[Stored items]

====================

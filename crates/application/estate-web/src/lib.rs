//! Estate Web
//!
//! Server-rendered dashboard with two views:
//!
//! - **Investment Predictor**: property form, verdict and 5-year price forecast
//! - **Insights Dashboard**: four Plotly charts over the reference dataset
//!
//! Pages are askama templates. Requests carrying `HX-Request` get the bare
//! fragment for the `#main` swap, everything else gets the full page shell.

pub mod error;
pub mod routes;
pub mod state;

use std::net::SocketAddr;
use std::sync::Arc;

use axum::response::Redirect;
use axum::routing::get;
use axum::Router;
use tower_http::trace::TraceLayer;

pub use error::WebError;
pub use state::AppState;

/// Create the main router with all routes
pub fn create_router(state: Arc<AppState>) -> Router {
    Router::new()
        .route("/", get(|| async { Redirect::to("/predictor") }))
        .merge(routes::predictor::router())
        .merge(routes::insights::router())
        .merge(routes::assets::router())
        .layer(TraceLayer::new_for_http())
        .with_state(state)
}

/// Bind `addr` and serve until the process is stopped.
pub async fn serve(state: Arc<AppState>, addr: SocketAddr) -> std::io::Result<()> {
    let app = create_router(state);

    let listener = tokio::net::TcpListener::bind(addr).await?;
    tracing::info!("Real Estate Advisor listening on http://{}", listener.local_addr()?);

    axum::serve(listener, app).await
}
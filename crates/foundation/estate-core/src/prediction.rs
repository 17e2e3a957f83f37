//! What the predictor page shows after a submit.

use serde::Serialize;

/// Binary investment verdict. There is no abstention.
#[derive(Debug, Clone, Copy, PartialEq, Eq, Serialize)]
pub enum InvestmentLabel {
    Good,
    NotGood,
}

impl InvestmentLabel {
    /// Class 1 is a good investment, every other class is not.
    pub fn from_class(class: i64) -> Self {
        if class == 1 {
            Self::Good
        } else {
            Self::NotGood
        }
    }

    pub fn title(self) -> &'static str {
        match self {
            Self::Good => "Good Investment",
            Self::NotGood => "Not a Good Investment",
        }
    }

    pub fn symbol(self) -> &'static str {
        match self {
            Self::Good => "✔",
            Self::NotGood => "✘",
        }
    }

    pub fn css_class(self) -> &'static str {
        match self {
            Self::Good => "result-good",
            Self::NotGood => "result-bad",
        }
    }
}

/// Fresh per submit, never persisted.
#[derive(Debug, Clone, PartialEq, Serialize)]
pub struct PredictionResult {
    pub label: InvestmentLabel,
    /// Winning class probability scaled to 0..=100.
    pub confidence: f64,
    /// Estimated price after five years, in Lakhs.
    pub forecast_price: f64,
}

impl PredictionResult {
    pub fn confidence_display(&self) -> String {
        format!("{:.2}%", self.confidence)
    }

    pub fn forecast_display(&self) -> String {
        format!("₹ {:.2} Lakhs", self.forecast_price)
    }
}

====================

## REQUIRED ACTION
Among the lines above, find those containing the word "NotGood" and copy each.

## ANSWER SPACE
    NotGood,
            Self::NotGood
            Self::NotGood => "Not a Good Investment",
            Self::NotGood => "✘",
            Self::NotGood => "result-bad",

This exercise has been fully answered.